Tag: Rant

Vendor Support–The Good And Bad

When you go out and buy yourself new hardware or software you have the option of purchasing maintenance agreements at the same time. For software this generally provides the ability to constantly upgrade to the latest and greatest product. For hardware this tends to provide onsite support for when things go wrong and an SLA around that support arriving and the hardware being fixed.

I’ve been dealing with hardware and software vendors for years, I thought I’d share a couple of stories the really depict excellent service and the stuff that you never want to deal with as a customer.

 

The bad

When I started at one of my previous positions I walked into a Dell shop. If you aren’t familiar with that term it means that all hardware purchased was through Dell and that it gave us steeper discounts on the hardware that we would purchase.

I was put in charge of the Windows team pretty early at this company and we started to go through a hardware refresh. I sat down with the team and started asking questions about how things were with Dell. To a person they liked the hardware and what it delivered however they hated the service. There were common problems with SLAs not being met, the wrong replacement parts being delivered and phone support being unable to provide decent assistance.

I brought these issues to the Dell account rep and explained that we were looking at a fairly significant budget spend the next year on hardware (>$1m) and that I needed to see better results from the support team over there if I was going to spend any of that money with them.

Over the next 6 months I thoroughly documented every engagement with their support staff. This support engagements included:

  • Server down – customer impact
  • Hardware problem, replacement part needed – non-customer impacting
  • General troubleshooting assistance required – non-customer impacting

I’m sad to say that Dell was only able to meet the 4 x 7 x 365 agreement we had for hardware support in 10% of the cases that we opened. Techs would show up late (or not at all), parts would be incorrect even when the tech was onsite in time (techs did not bring the parts, they would be delivered separately) and we would have trouble getting anything above a level 2 tech person on the phone who’s troubleshooting ability seemed to be limited to “have you tried turning it off and back on again”.
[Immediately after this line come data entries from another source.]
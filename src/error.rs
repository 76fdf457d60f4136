//! Error type shared by the messaging sync core.
//!
//! Failures are sorted the way call sites need to react to them: transport
//! problems and non-success statuses are retried on the next poll tick,
//! validation problems are reported back to the caller, and permission
//! problems switch the affected feature off.

use reqwest::StatusCode;
use thiserror::Error;

pub type Result<T> = std::result::Result<T, ApiError>;

#[derive(Debug, Error)]
pub enum ApiError {
    /// The request never produced a response (DNS, TLS, timeout, reset).
    #[error("transport error: {0}")]
    Transport(#[from] reqwest::Error),

    /// The backend answered with a non-success status.
    #[error("backend returned {status}: {body}")]
    Status { status: StatusCode, body: String },

    #[error("failed to decode response: {0}")]
    Decode(#[from] serde_json::Error),

    #[error("invalid input: {0}")]
    Validation(String),

    /// The platform refused a capability (notifications, media).
    #[error("permission denied: {0}")]
    PermissionDenied(String),

    #[error("{0} not found")]
    NotFound(String),
}

impl ApiError {
    pub fn status(status: StatusCode, body: impl Into<String>) -> Self {
        ApiError::Status {
            status,
            body: body.into(),
        }
    }

    pub fn validation(message: impl Into<String>) -> Self {
        ApiError::Validation(message.into())
    }

    pub fn is_rate_limited(&self) -> bool {
        matches!(self, ApiError::Status { status, .. } if *status == StatusCode::TOO_MANY_REQUESTS)
    }

    pub fn is_unauthorized(&self) -> bool {
        matches!(self, ApiError::Status { status, .. } if *status == StatusCode::UNAUTHORIZED)
    }

    /// Whether the next poll tick may reasonably succeed where this one failed.
    pub fn is_transient(&self) -> bool {
        match self {
            ApiError::Transport(_) => true,
            ApiError::Status { status, .. } => {
                status.is_server_error() || *status == StatusCode::TOO_MANY_REQUESTS
            }
            _ => false,
        }
    }
}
This was several years ago and Dell might have significantly improved their support since then, however when I left the company we did not have a single Dell server in any of the three datacenters I had built out.

 

The good

Software has bugs. We all know that and have experienced problems with vendor applications, but what happens when you run into a significant issue and how does the vendor respond?

Recently SQLSentry released a new version of their Performance Advisor for SQL Server tool which is for monitoring and tuning SQL Server. I performed an upgrade to the new version and resumed monitoring, I didn’t run into any issues or problems.
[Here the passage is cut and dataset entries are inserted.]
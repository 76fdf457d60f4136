//! Push notification dedup across the foreground and background channels,
//! and click routing.

use std::sync::{Arc, Mutex};

use async_trait::async_trait;
use reqwest::StatusCode;
use serde_json::json;

use intranet_messaging::error::{ApiError, Result};
use intranet_messaging::model::ConversationId;
use intranet_messaging::notify::{
    BroadcastClients, Channel, ClickTarget, ClientEnvelope, Dispatch, MemoryTray, Navigator,
    NotificationDispatcher, NotificationOptions, NotificationTray, PushPayload,
};

fn payload(value: serde_json::Value) -> PushPayload {
    serde_json::from_value(value).unwrap()
}

fn tagged(tag: &str) -> PushPayload {
    payload(json!({
        "notification": { "title": "Ana", "body": "Lunch?", "tag": tag },
        "data": { "conversationId": "10" }
    }))
}

fn dispatcher(tray: Arc<MemoryTray>) -> (NotificationDispatcher, Arc<BroadcastClients>) {
    let clients = Arc::new(BroadcastClients::new(16));
    (NotificationDispatcher::new(50, tray, clients.clone()), clients)
}

#[derive(Default)]
struct RecordingNavigator {
    visits: Mutex<Vec<ClickTarget>>,
}

#[async_trait]
impl Navigator for RecordingNavigator {
    async fn open_conversation(&self, conversation: ConversationId) -> Result<()> {
        self.visits
            .lock()
            .unwrap()
            .push(ClickTarget::Conversation(conversation));
        Ok(())
    }

    async fn open_route(&self, route: &str) -> Result<()> {
        self.visits
            .lock()
            .unwrap()
            .push(ClickTarget::Route(route.to_string()));
        Ok(())
    }

    async fn open_home(&self) -> Result<()> {
        self.visits.lock().unwrap().push(ClickTarget::Home);
        Ok(())
    }
}

/// A tray whose `show` always fails with a server-style error.
struct BrokenTray;

#[async_trait]
impl NotificationTray for BrokenTray {
    async fn has_tag(&self, _tag: &str) -> Result<bool> {
        Ok(false)
    }

    async fn show(&self, _options: &NotificationOptions) -> Result<()> {
        Err(ApiError::status(StatusCode::SERVICE_UNAVAILABLE, "tray busy"))
    }
}

#[tokio::test]
async fn same_tag_is_shown_once() {
    let tray = Arc::new(MemoryTray::new(50));
    let (dispatcher, _clients) = dispatcher(tray.clone());

    let first = dispatcher.dispatch(&tagged("conv-10"), Channel::Background).await.unwrap();
    let second = dispatcher.dispatch(&tagged("conv-10"), Channel::Background).await.unwrap();

    assert_eq!(first, Dispatch::Shown { tag: "conv-10".into() });
    assert_eq!(second, Dispatch::Duplicate { tag: "conv-10".into() });
    assert_eq!(tray.shown().len(), 1);
}

#[tokio::test]
async fn foreground_and_background_delivery_share_one_cache() {
    let tray = Arc::new(MemoryTray::new(50));
    let (dispatcher, clients) = dispatcher(tray.clone());
    let mut page = clients.subscribe();

    let push = tagged("conv-10");
    let foreground = dispatcher.dispatch(&push, Channel::Foreground).await.unwrap();
    let background = dispatcher.dispatch(&push, Channel::Background).await.unwrap();

    assert!(matches!(foreground, Dispatch::Shown { .. }));
    assert!(matches!(background, Dispatch::Duplicate { .. }));
    assert_eq!(tray.shown().len(), 1);

    match page.recv().await.unwrap() {
        ClientEnvelope::ForegroundNotification { payload } => assert_eq!(payload, push),
        other => panic!("unexpected envelope {other:?}"),
    }
    assert!(page.try_recv().is_err());
}

#[tokio::test]
async fn concurrent_deliveries_show_one_notification() {
    let tray = Arc::new(MemoryTray::new(50));
    let (dispatcher, _clients) = dispatcher(tray.clone());
    let dispatcher = Arc::new(dispatcher);

    let push = tagged("race");
    let handles: Vec<_> = [Channel::Foreground, Channel::Background]
        .into_iter()
        .map(|channel| {
            let dispatcher = Arc::clone(&dispatcher);
            let push = push.clone();
            tokio::spawn(async move { dispatcher.dispatch(&push, channel).await.unwrap() })
        })
        .collect();

    let mut shown = 0;
    for handle in handles {
        if matches!(handle.await.unwrap(), Dispatch::Shown { .. }) {
            shown += 1;
        }
    }
    assert_eq!(shown, 1);
    assert_eq!(tray.shown().len(), 1);
}

#[tokio::test]
async fn untagged_pushes_are_keyed_by_content() {
    let tray = Arc::new(MemoryTray::new(50));
    let (dispatcher, _clients) = dispatcher(tray.clone());

    let push = payload(json!({
        "notification": { "title": "HR", "body": "Payslip ready" },
        "data": { "timestamp": "2024-05-01T08:00:00Z" }
    }));
    let later = payload(json!({
        "notification": { "title": "HR", "body": "Payslip ready" },
        "data": { "timestamp": "2024-06-01T08:00:00Z" }
    }));

    assert!(matches!(
        dispatcher.dispatch(&push, Channel::Background).await.unwrap(),
        Dispatch::Shown { .. }
    ));
    assert!(matches!(
        dispatcher.dispatch(&push.clone(), Channel::Foreground).await.unwrap(),
        Dispatch::Duplicate { .. }
    ));
    assert!(matches!(
        dispatcher.dispatch(&later, Channel::Background).await.unwrap(),
        Dispatch::Shown { .. }
    ));
}

#[tokio::test]
async fn tag_already_in_tray_is_not_shown_again() {
    let tray = Arc::new(MemoryTray::new(50));
    tray.show(&tagged("conv-10").to_options()).await.unwrap();
    let (dispatcher, _clients) = dispatcher(tray.clone());

    let outcome = dispatcher.dispatch(&tagged("conv-10"), Channel::Background).await.unwrap();
    assert_eq!(outcome, Dispatch::AlreadyDisplayed { tag: "conv-10".into() });
    assert_eq!(tray.shown().len(), 1);
}

#[tokio::test]
async fn permission_refusal_disables_notifications() {
    let tray = Arc::new(MemoryTray::denied());
    let (dispatcher, _clients) = dispatcher(tray.clone());

    let first = dispatcher.dispatch(&tagged("a"), Channel::Background).await.unwrap();
    let second = dispatcher.dispatch(&tagged("b"), Channel::Background).await.unwrap();

    assert_eq!(first, Dispatch::Suppressed);
    assert_eq!(second, Dispatch::Suppressed);
    assert!(dispatcher.is_disabled());
    assert!(tray.shown().is_empty());
}

#[tokio::test]
async fn failed_show_can_be_retried() {
    let clients = Arc::new(BroadcastClients::new(4));
    let dispatcher = NotificationDispatcher::new(50, Arc::new(BrokenTray), clients);

    let err = dispatcher
        .dispatch(&tagged("conv-10"), Channel::Background)
        .await
        .unwrap_err();
    assert_eq!(err.to_string(), "backend returned 503 Service Unavailable: tray busy");
    assert_eq!(dispatcher.seen_len().await, 0);
}

#[tokio::test]
async fn dedup_cache_is_bounded() {
    let tray = Arc::new(MemoryTray::new(500));
    let (dispatcher, _clients) = dispatcher(tray.clone());

    for n in 0..200 {
        dispatcher
            .dispatch(&tagged(&format!("tag-{n}")), Channel::Background)
            .await
            .unwrap();
        assert!(dispatcher.seen_len().await <= 50);
    }

    // The oldest key has been evicted, so once the tray no longer holds it
    // the notification is shown again.
    tray.dismiss("tag-0");
    let replay = dispatcher.dispatch(&tagged("tag-0"), Channel::Background).await.unwrap();
    assert!(matches!(replay, Dispatch::Shown { .. }));
}

#[tokio::test]
async fn click_opens_the_referenced_conversation() {
    let tray = Arc::new(MemoryTray::new(50));
    let (dispatcher, clients) = dispatcher(tray);
    let mut page = clients.subscribe();
    let navigator = RecordingNavigator::default();

    let options = tagged("conv-10").to_options();
    let target = dispatcher.handle_click(&options, &navigator).await.unwrap();

    assert_eq!(target, ClickTarget::Conversation(ConversationId(10)));
    assert_eq!(*navigator.visits.lock().unwrap(), vec![target]);
    match page.recv().await.unwrap() {
        ClientEnvelope::NotificationClick { notification } => assert_eq!(notification, options),
        other => panic!("unexpected envelope {other:?}"),
    }
}

#[tokio::test]
async fn click_without_conversation_falls_back_to_screen_then_home() {
    let tray = Arc::new(MemoryTray::new(50));
    let (dispatcher, _clients) = dispatcher(tray);
    let navigator = RecordingNavigator::default();

    let routed = payload(json!({
        "notification": { "title": "Leave", "tag": "leave-1" },
        "data": { "screen": "LeaveRequests" }
    }))
    .to_options();
    let bare = payload(json!({ "notification": { "title": "Hello", "tag": "hello" } })).to_options();

    dispatcher.handle_click(&routed, &navigator).await.unwrap();
    dispatcher.handle_click(&bare, &navigator).await.unwrap();

    assert_eq!(
        *navigator.visits.lock().unwrap(),
        vec![ClickTarget::Route("LeaveRequests".into()), ClickTarget::Home]
    );
}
A couple of days later I got a call from our Windows folks stating they had an alarm on high memory utilization on the monitoring server. I logged in to take a look and was shocked to see the SQLSentry monitoring service had consumed over 5GB of memory. I bounced the service and it reset itself. Over the next couple of days memory usage increased again, causing me to restart the service.
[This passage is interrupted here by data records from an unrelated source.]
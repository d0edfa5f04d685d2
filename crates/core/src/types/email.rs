//! Email address type.

use core::fmt;

use serde::{Deserialize, Serialize};

/// Errors that can occur when parsing an [`Email`].
#[derive(thiserror::Error, Debug, Clone)]
pub enum EmailError {
    /// The input string is empty.
    #[error("email cannot be empty")]
    Empty,
    /// The input string is too long.
    #[error("email must be at most {max} characters")]
    TooLong {
        /// Maximum allowed length.
        max: usize,
    },
    /// The input does not contain an @ symbol.
    #[error("email must contain an @ symbol")]
    MissingAtSymbol,
    /// The input contains more than one @ symbol.
    #[error("email must contain exactly one @ symbol")]
    MultipleAtSymbols,
    /// The local part (before @) is empty.
    #[error("email local part cannot be empty")]
    EmptyLocalPart,
    /// The domain part (after @) is empty.
    #[error("email domain cannot be empty")]
    EmptyDomain,
}

/// An email address.
///
/// This type provides basic validation for email addresses, ensuring they
/// have a valid structure with a local part and domain separated by an @
/// symbol. It also provides [`Email::masked`] for administrative reports
/// that must not expose full addresses.
///
/// ## Constraints
///
/// - Length: 1-254 characters (RFC 5321 limit)
/// - Must contain exactly one @ symbol
/// - Local part (before @) must not be empty
/// - Domain part (after @) must not be empty
///
/// ## Examples
///
/// ```
/// use postkasir_core::Email;
///
/// // Valid emails
/// assert!(Email::parse("kasir@toko.example").is_ok());
/// assert!(Email::parse("user.name+tag@domain.co.id").is_ok());
///
/// // Invalid emails
/// assert!(Email::parse("").is_err());             // empty
/// assert!(Email::parse("no-at-symbol").is_err()); // missing @
/// assert!(Email::parse("a@b@c.com").is_err());    // more than one @
/// assert!(Email::parse("@domain.com").is_err());  // empty local part
/// assert!(Email::parse("user@").is_err());        // empty domain
/// ```
#[derive(Debug, Clone, Serialize, Deserialize, PartialEq, Eq, Hash)]
#[serde(transparent)]
pub struct Email(String);

impl Email {
    /// Maximum length of an email address (RFC 5321).
    pub const MAX_LENGTH: usize = 254;

    /// Parse an `Email` from a string.
    ///
    /// # Errors
    ///
    /// Returns an error if the input:
    /// - Is empty
    /// - Is longer than 254 characters
    /// - Does not contain exactly one @ symbol
    /// - Has an empty local part or domain
    pub fn parse(s: &str) -> Result<Self, EmailError> {
        if s.is_empty() {
            return Err(EmailError::Empty);
        }

        if s.len() > Self::MAX_LENGTH {
            return Err(EmailError::TooLong {
                max: Self::MAX_LENGTH,
            });
        }

        if s.matches('@').count() > 1 {
            return Err(EmailError::MultipleAtSymbols);
        }

        let at_pos = s.find('@').ok_or(EmailError::MissingAtSymbol)?;

        if at_pos == 0 {
            return Err(EmailError::EmptyLocalPart);
        }

        if at_pos == s.len() - 1 {
            return Err(EmailError::EmptyDomain);
        }

        Ok(Self(s.to_owned()))
    }

    /// Returns the email address as a string slice.
    #[must_use]
    pub fn as_str(&self) -> &str {
        &self.0
    }

    /// Consumes the `Email` and returns its inner string.
    #[must_use]
    pub fn into_inner(self) -> String {
        self.0
    }

    /// Returns the local part of the email (before the @).
    #[must_use]
    pub fn local_part(&self) -> &str {
        self.0.split('@').next().unwrap_or("")
    }

    /// Returns the domain part of the email (after the @).
    #[must_use]
    pub fn domain(&self) -> &str {
        self.0.split('@').nth(1).unwrap_or("")
    }

    /// Returns a masked form suitable for administrative listings.
    ///
    /// Only the first character of the local part survives; the rest is
    /// replaced with `***`. The domain is kept so operators can still tell
    /// accounts apart without seeing full addresses.
    ///
    /// ```
    /// use postkasir_core::Email;
    ///
    /// let email = Email::parse("kasir@toko.example").unwrap();
    /// assert_eq!(email.masked(), "k***@toko.example");
    /// ```
    #[must_use]
    pub fn masked(&self) -> String {
        let first = self.local_part().chars().next().unwrap_or('?');
        format!("{first}***@{}", self.domain())
    }
}

impl fmt::Display for Email {
    fn fmt(&self, f: &mut fmt::Formatter<'_>) -> fmt::Result {
        write!(f, "{}", self.0)
    }
}

impl std::str::FromStr for Email {
    type Err = EmailError;

    fn from_str(s: &str) -> Result<Self, Self::Err> {
        Self::parse(s)
    }
}

impl AsRef<str> for Email {
    fn as_ref(&self) -> &str {
        &self.0
    }
}

// SQLx support (with postgres feature)
#[cfg(feature = "postgres")]
impl sqlx::Type<sqlx::Postgres> for Email {
    fn type_info() -> sqlx::postgres::PgTypeInfo {
        // TEXT or CITEXT - both work
        <String as sqlx::Type<sqlx::Postgres>>::type_info()
    }

    fn compatible(ty: &sqlx::postgres::PgTypeInfo) -> bool {
        <String as sqlx::Type<sqlx::Postgres>>::compatible(ty)
    }
}

#[cfg(feature = "postgres")]
impl<'r> sqlx::Decode<'r, sqlx::Postgres> for Email {
    fn decode(value: sqlx::postgres::PgValueRef<'r>) -> Result<Self, sqlx::error::BoxDynError> {
        let s = <String as sqlx::Decode<sqlx::Postgres>>::decode(value)?;
        // Database values are assumed valid
        Ok(Self(s))
    }
}

#[cfg(feature = "postgres")]
impl sqlx::Encode<'_, sqlx::Postgres> for Email {
    fn encode_by_ref(
        &self,
        buf: &mut sqlx::postgres::PgArgumentBuffer,
    ) -> Result<sqlx::encode::IsNull, sqlx::error::BoxDynError> {
        <String as sqlx::Encode<sqlx::Postgres>>::encode_by_ref(&self.0, buf)
    }
}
At this point I engaged the support folks, in particular Jason Hall (blog|twitter). We started triaging the issue.

We started up perfmon and captured a few counters to file to try and localize the memory leak. This allowed us to discover the leak was in unmanaged code, making the trouble a lot tougher to track down.

The next step was to install the Windows Debugging Tools from Microsoft. With these deployed and a set of symbols downloaded we used UMDH to capture the before and after log heap allocations for the monitoring service. One comparison log later and we were able to track the issue down to a leak in Microsoft’s managed wrapper for the VDS (Virtual Disk Service) subsystem which is used by SQLSentry to monitor mount points.

I’m running several multi-node, multi-instance SQL Server Failover Clustered Instances and make extensive use of mount points (current count is 136 monitored mount points).

To test and confirm that VDS was the actual issue one of the SQLSentry development team threw together a very small 50 line application that I could hit a couple of buttons on an watch memory usage. It took a bit of a tired mouse finger, but I was able to verify quickly that VDS was indeed the problem.

Now fully understanding the problem in hand the SQLSentry team quickly built their own COM wrapper to handle mount point monitoring and provided me with a new build of the product. I went through a standard deployment and started the services back up again. A week later and the service is still running at around 500MB.

 

Throughout the process of problem triage, issue identification and resolution it was a very engaged support process with an appropriate level of urgency for each of the steps. Everything was handled to completion and I have been very happy with the support I received. That’s why my maintenance for this product will be renewed next year. I know that the money spent is worth it.

 

TL;DR

In the past I have spent a lot of money on very high levels of support from Dell and received nothing but poor service. As a result they lost several million dollars of business.

On the flip side I spent a small amount of money on maintenance with SQLSentry and received excellent support and levels of engagement which will help retain me as a long term customer.

 

I’d be interested to hear about your experiences with these vendors,  or any other.

The Importance Of Good Documentation

Believe it or not I’m not actually talking about server documentation here (for an excellent post on that go read Colleen Morrow’s The Importance of a SQL Server Inventory).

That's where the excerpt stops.